Hitachi Backupの画面。クラウドストレージのユーザー登録はHitachi Backupで行なう | Hitachi Backupのメイン画面。初期設定では、スイッチをオンにすれば、ユーザーフォルダをまるごとバックアップするように設定してある | USBメモリのバックアップ設定はHitachi BackupではなくLifeStudio側にある |
Hitachi BackupはWebブラウザでも利用できるが、ユーザー登録には同梱ソフトのHitachi Backupを使う。Hitachi Backupは現状LifeStudioのファームウェアとしてのみ出荷されているので、Hitachi Backupは実質LifeStudioユーザー専用のサービスになっている。Webのデザインを見るとLifeStudioユーザー以外にも開放していくことを考えているようだが現状そうはなっていない。
●ローカルやソーシャルとも連携するHitachi LifeStudio
Hitachi LifeStudioは写真、映像、音声ファイルを楽しむためのビューワソフトだ。ベースになったのは主にWebブラウザのプラグインとして配布されているcooliris。coolirisと比べると、ローカルのファイルが閲覧できるようになっているほか、ソーシャルサービス(Picasa、Facebook、Flickr)の自分のアカウントにログインしてファイルの閲覧とアップロードができるようになっている。ちなみに、coolirisはユーザー登録をするとブックマーク保存ができるようになるが、Hitachi LifeStudioでもそのアカウントは共用可能だ。
ファイルのアップロードについてちょっと注意したいのが一般公開状態でアップロードされてしまうこと。例えばPicasaの場合であれば「LifeStudio Photos」という一般公開設定のアルバムが作成されて、そこにファイルがアップロードされる。

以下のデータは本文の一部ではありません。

//! Field-level precedence rules shared by the category reducers.
//!
//! Two notions of "has a value" are in play and must not be mixed up:
//! - present: non-empty text, non-zero number, `true`, non-empty list.
//! - non-null: anything that was supplied at all, zero and `false` included.

/// Text: incoming when non-empty, otherwise existing.
pub fn prefer_text(incoming: Option<String>, existing: Option<String>) -> Option<String> {
    match incoming {
        Some(s) if !s.is_empty() => Some(s),
        _ => existing,
    }
}

/// Number: incoming when non-zero, otherwise existing. Zero loses.
pub fn prefer_number(incoming: Option<f64>, existing: Option<f64>) -> Option<f64> {
    match incoming {
        Some(n) if is_truthy_number(n) => Some(n),
        _ => existing,
    }
}

/// Flag: incoming when `true`, otherwise existing.
pub fn prefer_flag(incoming: Option<bool>, existing: Option<bool>) -> Option<bool> {
    match incoming {
        Some(true) => Some(true),
        _ => existing,
    }
}

/// Any value: incoming when supplied, otherwise existing. Zero wins.
pub fn prefer_non_null<T>(incoming: Option<T>, existing: Option<T>) -> Option<T> {
    incoming.or(existing)
}

/// Wholesale replace: the incoming block wins only when `accept` holds for it.
pub fn replace_if<T>(incoming: Option<T>, existing: Option<T>, accept: impl FnOnce(&T) -> bool) -> Option<T> {
    match incoming {
        Some(block) if accept(&block) => Some(block),
        _ => existing,
    }
}

/// Wholesale keep: the existing block is retained when `keep` holds for it,
/// otherwise the incoming block takes its place.
pub fn keep_if<T>(existing: Option<T>, incoming: Option<T>, keep: impl FnOnce(&T) -> bool) -> Option<T> {
    match existing {
        Some(block) if keep(&block) => Some(block),
        _ => incoming,
    }
}

/// List: incoming when non-empty, otherwise existing.
pub fn prefer_list<T>(incoming: Option<Vec<T>>, existing: Option<Vec<T>>) -> Option<Vec<T>> {
    replace_if(incoming, existing, |v| !v.is_empty())
}

/// Field-by-field merge of a nested block. A missing side is treated as an
/// all-absent block, so the result is always materialized.
pub fn merge_block<T: Default>(
    existing: Option<T>,
    incoming: Option<T>,
    merge: impl FnOnce(T, T) -> T,
) -> Option<T> {
    Some(merge(existing.unwrap_or_default(), incoming.unwrap_or_default()))
}

/// Set union of two lists by a dedup key.
///
/// Existing entries are kept in order; each incoming entry is appended only
/// when no entry already in the result has the same key. The check runs
/// against the growing result, so repeats inside `incoming` collapse too.
pub fn union_by_key<T, K, F>(existing: Option<Vec<T>>, incoming: Option<Vec<T>>, key: F) -> Vec<T>
where
    K: PartialEq,
    F: Fn(&T) -> K,
{
    let mut merged = existing.unwrap_or_default();
    let mut seen: Vec<K> = merged.iter().map(&key).collect();
    for item in incoming.unwrap_or_default() {
        let k = key(&item);
        if !seen.contains(&k) {
            seen.push(k);
            merged.push(item);
        }
    }
    merged
}

/// Union against the existing entries only.
///
/// Keys are snapshotted from `existing` before anything is appended, so
/// repeats inside `incoming` are all kept; only entries already present in
/// `existing` suppress an incoming one.
pub fn union_against_existing<T, K, F>(existing: Option<Vec<T>>, incoming: Option<Vec<T>>, key: F) -> Vec<T>
where
    K: PartialEq,
    F: Fn(&T) -> K,
{
    let mut merged = existing.unwrap_or_default();
    let seen: Vec<K> = merged.iter().map(&key).collect();
    merged.extend(incoming.unwrap_or_default().into_iter().filter(|item| !seen.contains(&key(item))));
    merged
}

/// Case-insensitive dedup key. Missing keys share the empty key.
pub fn folded(key: Option<&str>) -> String {
    key.unwrap_or_default().to_lowercase()
}

/// Exact-match dedup key.
pub fn exact(key: Option<&str>) -> String {
    key.unwrap_or_default().to_string()
}

pub fn is_truthy_number(n: f64) -> bool {
    n != 0.0 && !n.is_nan()
}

公開設定は後から変更できるので、ファイルを公開したくない場合は、最初は見られてもいい適当なファイルをアップロードしてアルバムを作成して、公開設定を変更してから本格的にアップロード、という手順を踏む必要がある。
LifeStudioでローカルのファイルを開いているところ | FacebookやFlickr、Picasaに保存した自分のアカウントのファイルをLifeStudio上で開ける。ローカルからのファイルのアップロードも可能 |
Hitachi LifeStudioが対応するファイル形式は以下の表の通り。AACには対応しないのでiTMSで購入したファイルは再生できない。
【表3】LifeStudioが対応するファイル形式(拡張子)画像 | jpg、jpeg、png、gif、bmp、tiff |
動画 | wmv、mov、m4v、mp4、swf、flv、avi |
音楽 | mp3、m4v、cdi、wma、wav |
ドキュメント | doc、pdf、xls、ppt、txt |
●まとめと感想
LifeStudioはバックアップとファイルの閲覧が簡単にできるように作られたHDD製品だ。バックアップに関してはOS標準の機能もあるがLifeStudioほど簡単ではないし、ビューワに関してはほかにも選択肢はあるが、Webとソーシャル、ローカル全部まとめて見渡せる仕組みはほかに見当たらない。日立GSTというブランドもあるし、なかなか魅力的な製品だと言えるのではないだろうか。
ただ、WebのHitachi Backupがまだ完全ではないのでその点は改善して欲しいところだ。それから、ちょっと気になったのが、Hitachi LifeStudioが重いこと。CULVノートではかなり厳しい状態だった。だから、Hitachi LifeStudioをインストールするのはそれなりにパワフルな環境に限定した方がいいだろう。